Uwe von Schamann

No. 5
- Position: Placekicker

Personal information
- Born: 23 April 1956 (age 69) Berlin, West Germany
- Listed height: 6 ft 0 in (1.83 m)
- Listed weight: 190 lb (86 kg)

Career information
- High school: Eastern Hills (Fort Worth, Texas, U.S.)
- College: Oklahoma
- NFL draft: 1979: 7th round, 189th overall pick

Career history
- Miami Dolphins (1979–1984);

Awards and highlights
- National champion (1975); 2× First-team All-Big Eight (1977, 1978);

Career NFL statistics
- Field goals made: 101
- Field goal attempts: 149
- Field goal %: 67.8
- Longest field goal: 53
- Stats at Pro Football Reference

= Uwe von Schamann =

German gridiron football player (born 1956)

Uwe Detlef Walter von Schamann (born 23 April 1956) is a former professional American football placekicker. He played for the Miami Dolphins of the National Football League (NFL), from 1979 to 1984.

==Early life==
Von Schamann was born in Berlin, West Germany. He moved to Fort Worth, Texas at the age of 16. After graduating from Eastern Hills High School in 1975, he received a football scholarship to the University of Oklahoma.

==College career==
During his college football career, he was a member of the 1975 National Championship team, and was later voted the all-time, All-Big 8 kicker. He was most noted for making a clutch game-winning kick in the final seconds of the 1977 game at Ohio State, after leading the crowd in a "block that kick" chant. In Sooner lore, this play came to be known simply as "The Kick. In 1999, von Schamann was named the All-Century Oklahoma kicker.

==Professional career==
The Miami Dolphins drafted von Schamann with the 189th overall pick in the seventh round of the 1979 NFL draft. He played for Miami for six seasons.

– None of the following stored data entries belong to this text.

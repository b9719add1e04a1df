use std::collections::BTreeMap;

use crate::command::{CommandSpec, Trigger};
use crate::consts::DEFAULT_BACKUP_SUFFIX;
use crate::util::hash::fingerprint_strings;
use crate::util::shell::{double_quote, quote};

use super::{OsCommands, OsFamily, SynthError, require_env_names, require_path};

/// Command synthesis for Unix-like hosts (POSIX `sh`, `sudo`, coreutils).
///
/// Multi-statement scripts are wrapped in `sh -c '...'` so that every emitted
/// text stays a single command that can be prefixed with `sudo` or environment
/// assignments.
#[derive(Debug, Clone, PartialEq, Eq)]
pub struct UnixCommands {
  backup_suffix: String,
}

impl Default for UnixCommands {
  fn default() -> Self {
    Self {
      backup_suffix: DEFAULT_BACKUP_SUFFIX.to_string(),
    }
  }
}

impl UnixCommands {
  pub fn new() -> Self {
    Self::default()
  }

  pub fn with_backup_suffix(mut self, suffix: impl Into<String>) -> Self {
    self.backup_suffix = suffix.into();
    self
  }

  /// Where a pre-existing file at `path` is kept while ours is in place.
  pub fn backup_path(&self, path: &str) -> String {
    format!("{}.{}", path, self.backup_suffix)
  }
}

fn sh(script: &str) -> String {
  format!("sh -c {}", quote(script))
}

impl OsCommands for UnixCommands {
  fn family(&self) -> OsFamily {
    OsFamily::Unix
  }

  fn create_directory(&self, path: &str, use_sudo: bool) -> Result<CommandSpec, SynthError> {
    require_path("directory", path)?;
    let p = quote(path);

    // Only an empty directory is removed; anything written into it after
    // creation survives the delete.
    let delete = sh(&format!(
      "if [ -d {p} ] && [ -z \"$(ls -A {p})\" ]; then rmdir {p}; fi",
      p = p
    ));

    Ok(
      CommandSpec::new(format!("mkdir -p {}", p))
        .with_delete(delete)
        .with_triggers([Trigger::from(path), Trigger::from(use_sudo)])
        .with_sudo(use_sudo),
    )
  }

  fn copy_inline_file(
    &self,
    remote_path: &str,
    content: &str,
    use_sudo: bool,
    append: bool,
  ) -> Result<CommandSpec, SynthError> {
    require_path("file", remote_path)?;
    let p = quote(remote_path);
    let b = quote(&self.backup_path(remote_path));

    // Content is staged first so a repeated create can tell our own file
    // from an original. An existing backup is never overwritten.
    let write = if append {
      format!(
        "if [ -e {b} ]; then :; elif [ ! -f {p} ]; then cat \"$t\" > {p}; \
         elif ! cmp -s {p} \"$t\"; then cp -p {p} {b} && cat \"$t\" >> {p}; fi",
        p = p,
        b = b
      )
    } else {
      format!(
        "if [ -f {p} ] && [ ! -e {b} ] && ! cmp -s {p} \"$t\"; then mv {p} {b}; fi && cat \"$t\" > {p}",
        p = p,
        b = b
      )
    };
    let create = sh(&format!(
      "t=$(mktemp) && cat > \"$t\" && {write}; s=$?; rm -f \"$t\"; exit $s",
      write = write
    ));
    let delete = sh(&format!(
      "if [ -f {b} ]; then mv {b} {p}; else rm -f {p}; fi",
      p = p,
      b = b
    ));

    Ok(
      CommandSpec::new(create)
        .with_delete(delete)
        .with_triggers([
          Trigger::from(remote_path),
          Trigger::from(&fingerprint_strings([content])),
          Trigger::from(use_sudo),
          Trigger::from(append),
        ])
        .with_stdin(content)
        .with_sudo(use_sudo),
    )
  }

  fn download_executable(&self, url: &str, path: &str, use_sudo: bool) -> Result<CommandSpec, SynthError> {
    if url.trim().is_empty() {
      return Err(SynthError::EmptyUrl);
    }
    require_path("download", path)?;
    let p = quote(path);

    let create = sh(&format!(
      "mkdir -p \"$(dirname {p})\" && curl -fsSL -o {p} {u} && chmod +x {p}",
      p = p,
      u = quote(url)
    ));

    Ok(
      CommandSpec::new(create)
        .with_delete(format!("rm -f {}", p))
        .with_triggers([Trigger::from(url), Trigger::from(path), Trigger::from(use_sudo)])
        .with_sudo(use_sudo),
    )
  }

  fn build_command_string(
    &self,
    command: Option<&str>,
    env: &BTreeMap<String, String>,
    sudo: bool,
    user: Option<&str>,
  ) -> Result<Option<String>, SynthError> {
    let Some(command) = command else {
      return Ok(None);
    };
    require_env_names(env)?;

    let mut parts: Vec<String> = Vec::new();
    if sudo {
      parts.push("sudo".to_string());
    } else if let Some(user) = user {
      parts.push(format!("sudo -u {}", quote(user)));
    }

    if !env.is_empty() {
      // sudo resets the environment, so assignments go through env(1).
      if !parts.is_empty() {
        parts.push("env".to_string());
      }
      for (name, value) in env {
        parts.push(format!("{}={}", name, double_quote(value)));
      }
    }

    parts.push(command.to_string());
    Ok(Some(parts.join(" ")))
  }
}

As a rookie, von Schamann converted 36 of 40 extra point attempts and 21 of 29 field goal attempts in the 1979 season. In the 1980 season, he converted all 32 extra point attempts and 14 of 23 field goal attempts. In the 1981 season, he converted 37 of 38 extra point attempts and 24 of 31 field goal attempts. In the 1982 season, he converted 21 of 22 extra point attempts and 15 of 20 field goal attempts in nine games. The Dolphins made Super Bowl XVII against Washington that year. Von Schamann converted both extra point attempts and one field goal attempt in the 27–17 loss. In the 1983 season, he converted 45 of 48 extra point attempts and 18 of 27 field goal attempts.

In the 1984 season, he set an NFL record with 70 extra point attempts, converting 66 of them, records that stood until they were broken by Patriots kicker Stephen Gostkowski in 2007. The Dolphins made Super Bowl XIX against the San Francisco 49ers that year. In the 38–16 loss, von Schamann converted one extra point attempt and all three field goal attempts.

In the 1985 offseason, the Dolphins cut von Schamann. He joined the Cleveland Browns in the 1986 offseason but did not make the final roster. Von Schamann finished his NFL career with 101 of 149 field goal attempts (67%) and 237 of 250 extra points (94%), for 540 total points.

==After football==
After his retirement from the NFL, he worked in the securities and insurance business.

In 2001, von Schamann was named Director of Development and Fundraising for the J.D. McCarty Center, a treatment facility for children with developmental disabilities.

==Career regular season statistics==
Career high/best bold

| Season | Team | G | FGM | FGA | % | LNG | XPM | XPA | % | PTS |
|---|---|---|---|---|---|---|---|---|---|---|
| 1979 | MIA | 16 | 21 | 29 | 72.4 | 53 | 36 | 40 | 90.0 | 99 |
| 1980 | MIA | 16 | 14 | 23 | 60.9 | 48 | 32 | 32 | 100.0 | 74 |
| 1981 | MIA | 16 | 24 | 31 | 77.4 | 46 | 37 | 38 | 97.4 | 109 |
| 1982 | MIA | 9 | 15 | 20 | 75.0 | 47 | 21 | 22 | 95.5 | 66 |
| 1983 | MIA | 16 | 18 | 27 | 66.7 | 52 | 45 | 48 | 93.8 | 99 |
| 1984 | MIA | 16 | 9 | 19 | 47.4 | 37 | 66 | 70 | 94.3 | 93 |
| Career |  | 89 | 101 | 149 | 67.8 | 53 | 237 | 250 | 94.8 | 540 |

==Personal life==
Von Schamann has a son, Duke, who has played professional baseball and represented Germany in international competitions.